**YOUR GOAL**:
Determine how many lines in the listing hold "cloned" and give only that number.

(EXERCISE DATA begins)

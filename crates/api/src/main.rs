use std::net::SocketAddr;
use std::time::Duration;

use anyhow::{Context, Result};
use campus_events_api::app::{build_router, AppState, Stores};
use campus_events_api::config::Config;
use campus_events_api::jobs::{JobScheduler, OtpSweepJob, PoolMetricsJob, RateLimitSweepJob};
use campus_events_api::middleware::{self, logging::init_logging};
use campus_events_api::services::provision_admin;
use clap::{Parser, Subcommand};
use sqlx::PgPool;
use tracing::info;

#[derive(Debug, Parser)]
#[command(name = "campus-events", version, about = "College event management backend")]
struct Cli {
    #[command(subcommand)]
    command: Option<Command>,
}

#[derive(Debug, Subcommand)]
enum Command {
    /// Run the HTTP server (default).
    Serve,
    /// Create or reset an admin and print its secret once.
    ProvisionAdmin {
        #[arg(long, default_value = "ADMIN001")]
        external_id: String,
        #[arg(long)]
        email: String,
    },
}

#[tokio::main]
async fn main() -> Result<()> {
    let cli = Cli::parse();

    // Load .env file if present
    dotenvy::dotenv().ok();

    let config = Config::load()?;

    init_logging(&config.logging).context("failed to install tracing subscriber")?;

    info!("Starting Campus Events API v{}", env!("CARGO_PKG_VERSION"));

    let db_config: persistence::db::DatabaseConfig = (&config.database).into();
    let pool = persistence::db::create_pool(&db_config).await?;

    info!("Running database migrations...");
    persistence::db::run_migrations(&pool).await?;
    info!("Migrations completed");

    match cli.command.unwrap_or(Command::Serve) {
        Command::Serve => serve(config, pool).await,
        Command::ProvisionAdmin { external_id, email } => {
            let roles = config.role_table()?;
            let directory = persistence::repositories::AllowListRepository::new(pool);
            let admin = provision_admin(&directory, &roles, &external_id, &email).await?;

            println!("Admin {} provisioned.", admin.external_id);
            println!("Secret (shown once): {}", admin.secret);
            Ok(())
        }
    }
}

async fn serve(config: Config, pool: PgPool) -> Result<()> {
    middleware::init_metrics().context("failed to install Prometheus recorder")?;

    let addr = config.socket_addr()?;
    let sweep_interval = config.otp.sweep_interval_secs;

    let stores = Stores::postgres(&pool);
    let state = AppState::new(config, pool.clone(), stores)?;

    let mut scheduler = JobScheduler::new();
    scheduler.register(OtpSweepJob::new(state.stores.otp.clone(), sweep_interval));
    scheduler.register(PoolMetricsJob::new(pool));
    if let Some(limiter) = state.rate_limiter.clone() {
        scheduler.register(RateLimitSweepJob::new(limiter));
    }
    scheduler.start();

    let app = build_router(state);

    info!("Server listening on {}", addr);
    let listener = tokio::net::TcpListener::bind(addr).await?;
    axum::serve(
        listener,
        app.into_make_service_with_connect_info::<SocketAddr>(),
    )
    .with_graceful_shutdown(shutdown_signal())
    .await?;

    scheduler.shutdown();
    scheduler.wait_for_shutdown(Duration::from_secs(10)).await;

    info!("Server stopped");
    Ok(())
}

async fn shutdown_signal() {
    if let Err(e) = tokio::signal::ctrl_c().await {
        tracing::error!(error = %e, "Failed to listen for shutdown signal");
        std::future::pending::<()>().await;
    }
    info!("Shutdown signal received");
}
use super::*;
use crate::test_utils::MemoryTree;

fn names(archive: &EmbeddedArchive) -> Vec<&str> {
    archive.names().collect()
}

#[test]
fn test_member_name_accepts_normal_relative_paths() {
    assert_eq!(member_name("prog.c").unwrap(), "prog.c");
    assert_eq!(member_name("./prog.c").unwrap(), "prog.c");
    assert_eq!(member_name("lib/util.h").unwrap(), "lib/util.h");
}

#[test]
fn test_member_name_rejects_unsafe_paths() {
    assert!(matches!(member_name("/etc/passwd.h"), Err(Skip::Absolute)));
    assert!(matches!(member_name("../secret.c"), Err(Skip::ParentTraversal)));
    assert!(matches!(member_name("a/../../b.c"), Err(Skip::NotNormalized(_))));
    assert!(matches!(member_name("a//b.c"), Err(Skip::NotNormalized(ref n)) if n == "a/b.c"));
    assert!(matches!(member_name("a/./b.c"), Err(Skip::NotNormalized(_))));
}

#[test]
fn test_follows_quoted_includes_depth_first() {
    let tree = MemoryTree::default()
        .with("main.c", "#include <stdio.h>\n#include \"a.h\"\n  #  include \"b.h\"\n")
        .with("a.h", "#include \"c.h\"\n")
        .with("b.h", "")
        .with("c.h", "");
    let archive = EmbeddedArchive::collect(["main.c"], &tree);
    assert_eq!(names(&archive), vec!["main.c", "a.h", "c.h", "b.h"]);
    assert_eq!(archive.get("b.h"), Some(&b""[..]));
}

#[test]
fn test_header_included_twice_is_embedded_once() {
    let tree = MemoryTree::default()
        .with("main.c", "#include \"util.h\"\n#include \"./util.h\"\n")
        .with("other.c", "#include \"util.h\"\n")
        .with("util.h", "int util(void);\n");
    let archive = EmbeddedArchive::collect(["main.c", "other.c", "./main.c"], &tree);
    assert_eq!(names(&archive), vec!["main.c", "util.h", "other.c"]);
}

#[test]
fn test_includes_resolve_next_to_includer() {
    let tree = MemoryTree::default()
        .with("src/main.c", "#include \"defs.h\"\n#include \"../escape.h\"\n")
        .with("src/defs.h", "");
    let archive = EmbeddedArchive::collect(["src/main.c"], &tree);
    assert_eq!(names(&archive), vec!["src/main.c", "src/defs.h"]);
}

#[test]
fn test_unreadable_and_oversized_files_are_skipped() {
    let big = "x".repeat(MAX_EMBEDDED_BYTES as usize + 1);
    let tree = MemoryTree::default()
        .with("main.c", "#include \"missing.h\"\n#include \"big.h\"\n")
        .with("big.h", &big);
    let archive = EmbeddedArchive::collect(["main.c", "/abs/x.c"], &tree);
    assert_eq!(names(&archive), vec!["main.c"]);
}

#[test]
fn test_unsafe_entries_are_never_read() {
    let tree = MemoryTree::default();
    let archive = EmbeddedArchive::collect(["/tmp/x.c", "../y.c"], &tree);
    assert!(archive.is_empty());
    assert!(tree.accessed.borrow().is_empty());
}

#[test]
fn test_helpers_are_minified_and_missing_ones_skipped() {
    let tree = MemoryTree::default()
        .with("/opt/dcc/start_gdb.py", "# comment\nimport gdb\n")
        .with("/opt/dcc/colors.py", "RED = 1\n");
    let mut archive = EmbeddedArchive::default();
    archive.add_helpers(Path::new("/opt/dcc"), &tree);
    assert_eq!(names(&archive), vec!["start_gdb.py", "colors.py"]);
    assert_eq!(archive.get("start_gdb.py"), Some(&b"import gdb\n"[..]));
}

#[test]
fn test_disabled_embedding_touches_nothing() {
    let tree = MemoryTree::default().with("main.c", "");
    let bytes = embed_sources(false, ["main.c"], Path::new("/opt/dcc"), &tree).unwrap();
    assert!(bytes.is_none());
    assert!(tree.accessed.borrow().is_empty());
}

#[test]
fn test_enabled_embedding_produces_archive() {
    let tree = MemoryTree::default()
        .with("main.c", "#include \"x.h\"\n")
        .with("x.h", "")
        .with("/opt/dcc/watch_valgrind.py", "pass\n");
    let bytes = embed_sources(true, ["main.c"], Path::new("/opt/dcc"), &tree)
        .unwrap()
        .unwrap();

    let mut archive = tar::Archive::new(flate2::read::GzDecoder::new(&bytes[..]));
    let members: Vec<String> = archive
        .entries()
        .unwrap()
        .map(|e| e.unwrap().path().unwrap().to_string_lossy().into_owned())
        .collect();
    assert_eq!(members, vec!["main.c", "x.h", "watch_valgrind.py"]);
}
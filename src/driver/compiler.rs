//! Compilation pipeline orchestration module
//!
//! Drives one invocation through its stages: the instrumented compile with
//! the wrapper on stdin, a single retry without undefined-behaviour checks
//! when the runtime fails to link, reporting, and an advisory gcc pass that
//! catches warnings clang misses.

use std::io::Write;
use std::path::PathBuf;

use log::{debug, warn};

use crate::embed::{self, SourceTree};
use crate::error::DriverError;
use crate::process::{CommandOutput, CommandRunner, CompilerCommand, Input};
use crate::sanitizer::{self, SanitizerPlan, UBSAN_FLAGS};
use crate::toolchain::{self, HostInfo, ToolchainInfo};
use crate::wrapper::{self, DEBUG_WRAPPER_FILE, WrapperValues};

use super::cli::{Config, DriverEnv};
use super::output::Reporter;

/// Linker output that means the undefined-behaviour runtime is incomplete.
const WORKAROUND_TRIGGER: &str = "undefined reference to `__";

/// Alternate compiler used for the cross-check.
const CROSS_CHECK_COMPILER: &str = "gcc";

/// Executor states; see [`CompilerDriver::run`].
#[derive(Debug)]
pub enum Stage {
    Init,
    Incremental(CompilerCommand),
    PrimaryCompile { command: CompilerCommand, wrapper: String },
    Workaround { command: CompilerCommand, wrapper: String },
    Report(CommandOutput),
    CrossCheck,
    Exit(i32),
}

/// Main compiler driver
pub struct CompilerDriver<'a, W: Write> {
    config: Config,
    env: &'a DriverEnv,
    host: HostInfo,
    runner: &'a mut dyn CommandRunner,
    tree: &'a dyn SourceTree,
    reporter: Reporter<W>,
    debug_wrapper_path: PathBuf,
}

impl<'a, W: Write> CompilerDriver<'a, W> {
    pub fn new(
        config: Config,
        env: &'a DriverEnv,
        host: HostInfo,
        runner: &'a mut dyn CommandRunner,
        tree: &'a dyn SourceTree,
        reporter: Reporter<W>,
    ) -> Self {
        CompilerDriver {
            config,
            env,
            host,
            runner,
            tree,
            reporter,
            debug_wrapper_path: PathBuf::from(DEBUG_WRAPPER_FILE),
        }
    }

    /// Where the wrapper is left at debug level 2 and above.
    pub fn with_debug_wrapper_path(mut self, path: impl Into<PathBuf>) -> Self {
        self.debug_wrapper_path = path.into();
        self
    }

    pub fn reporter(&self) -> &Reporter<W> {
        &self.reporter
    }

    /// Runs every stage and returns the process exit code.
    ///
    /// Compile-only invocations go `Init -> Incremental -> Exit`; everything
    /// else goes `Init -> PrimaryCompile -> [Workaround] -> Report ->
    /// [CrossCheck] -> Exit`.
    pub fn run(&mut self) -> Result<i32, DriverError> {
        let mut stage = Stage::Init;
        loop {
            stage = match stage {
                Stage::Exit(code) => return Ok(code),
                stage => self.step(stage)?,
            };
        }
    }

    fn step(&mut self, stage: Stage) -> Result<Stage, DriverError> {
        match stage {
            Stage::Init => self.init(),
            Stage::Incremental(command) => {
                debug!("incremental compilation, running: {command}");
                self.runner.status(&command).map(Stage::Exit)
            }
            Stage::PrimaryCompile { command, wrapper } => {
                let output = self.runner.capture(&command, Input::Text(&wrapper))?;
                if output.text.contains(WORKAROUND_TRIGGER) {
                    Ok(Stage::Workaround { command, wrapper })
                } else {
                    Ok(Stage::Report(output))
                }
            }
            Stage::Workaround { command, wrapper } => {
                let command = command.without(&UBSAN_FLAGS);
                debug!("undefined reference to runtime helper, recompiling: {command}");
                let output = self.runner.capture(&command, Input::Text(&wrapper))?;
                Ok(Stage::Report(output))
            }
            Stage::Report(output) => {
                if !output.text.is_empty() {
                    self.reporter.report(&output.text, &self.config, &mut *self.runner)?;
                }
                Ok(if !output.success() {
                    Stage::Exit(output.code)
                } else if output.text.is_empty() {
                    Stage::CrossCheck
                } else {
                    Stage::Exit(0)
                })
            }
            Stage::CrossCheck => {
                self.cross_check()?;
                Ok(Stage::Exit(0))
            }
            Stage::Exit(code) => Ok(Stage::Exit(code)),
        }
    }

    fn init(&mut self) -> Result<Stage, DriverError> {
        // fallback is decided before any compiler runs
        self.config = sanitizer::resolve_fallback(self.config.clone(), &self.host)?;

        let with_libc = sanitizer::needs_libc_probe(&self.config, self.host.pointer_width);
        let toolchain = toolchain::probe(
            &self.config.compiler,
            self.host.pointer_width,
            with_libc,
            &self.env.clang_lib_root,
            &mut *self.runner,
        )?;
        let plan = sanitizer::plan(&self.config, &toolchain);
        if plan.libc_workaround {
            warn!("incompatible clang libc versions, disabling error detection by sanitizers");
        }

        if self.config.incremental {
            let command = CompilerCommand::new(&self.config.compiler)
                .args(plan.sanitizer_flags.iter().cloned())
                .args(plan.style_flags.iter().cloned())
                .args(self.config.compiler_args.iter().cloned());
            return Ok(Stage::Incremental(command));
        }

        let wrapper = self.wrapper_source(&toolchain)?;
        let command = self.primary_command(&plan);
        debug!("{command}");
        if self.config.debug > 1 {
            self.leave_debug_wrapper(&command, &wrapper);
        }
        Ok(Stage::PrimaryCompile { command, wrapper })
    }

    fn wrapper_source(&self, toolchain: &ToolchainInfo) -> Result<String, DriverError> {
        let archive = embed::embed_sources(
            self.config.embed_source,
            self.config.sources.iter().map(String::as_str),
            &self.env.helper_dir,
            self.tree,
        )?;
        let values = WrapperValues {
            config: &self.config,
            toolchain,
            driver_path: wrapper::self_path(&self.env.driver_path),
            archive: archive.as_deref(),
        };
        Ok(wrapper::wrapper_source(&values)?)
    }

    /// User arguments, then the stdin source, then instrumentation. The
    /// main-wrap flag must come after every input.
    fn primary_command(&self, plan: &SanitizerPlan) -> CompilerCommand {
        CompilerCommand::new(&self.config.compiler)
            .args(self.config.compiler_args.iter().cloned())
            .args(["-x", "c", "-"])
            .args(plan.sanitizer_flags.iter().cloned())
            .args(plan.style_flags.iter().cloned())
            .args(plan.main_flag)
    }

    fn leave_debug_wrapper(&self, command: &CompilerCommand, wrapper: &str) {
        let path = self.debug_wrapper_path.display();
        debug!("Leaving main_wrapper in {path} compile with this command:");
        debug!("{}", command.to_string().replace("-x c -", &path.to_string()));
        if let Err(e) = std::fs::write(&self.debug_wrapper_path, wrapper) {
            debug!("could not write {path}: {e}");
        }
    }

    fn cross_check(&mut self) -> Result<(), DriverError> {
        if self.host.alternate_compiler.is_none()
            || self.config.compiler.contains(CROSS_CHECK_COMPILER)
            || self.config.object_files
        {
            return Ok(());
        }

        let command = CompilerCommand::new(CROSS_CHECK_COMPILER)
            .args(self.config.compiler_args.iter().cloned())
            .args(sanitizer::cross_check_flags());
        debug!("compiling with gcc for extra checking");
        debug!("{command}");

        let output = self.runner.capture(&command, Input::Null)?;
        // gcc naming itself, e.g. rejecting a clang-only option
        if !output.text.is_empty() && !output.text.contains("command line") {
            self.reporter.report(&output.text, &self.config, &mut *self.runner)?;
        }
        Ok(())
    }
}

(EXERCISE DATA ends)

**EXERCISE ANSWER**:
7